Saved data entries
//! Uplink Link — topic dispatch, RPC correlation, and the link facade over
//! a pluggable transport and executor.

pub mod config;
pub mod correlation;
pub mod dispatch;
pub mod executor;
pub mod link;
pub mod transport;

pub use config::LinkConfig;
pub use correlation::{CorrelationTable, PendingReply, RpcError};
pub use dispatch::{DeliveryFailure, DeliveryReport, DispatchRegistry, RegistryError};
pub use executor::TokioExecutor;
pub use link::{Link, SendError};
pub use transport::{ChannelTransport, NullTransport};

#[cfg(test)]
mod tests {
    #[test]
    fn crate_loads() {
        // Empty body: if this test runs, the crate compiles and loads.
    }
}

### YOUR INSTRUCTIONS:
Of the lines in the data, report each one containing the string "executor".

### ANSWER SPACE:
//! a pluggable transport and executor.
pub mod executor;
pub use executor::TokioExecutor;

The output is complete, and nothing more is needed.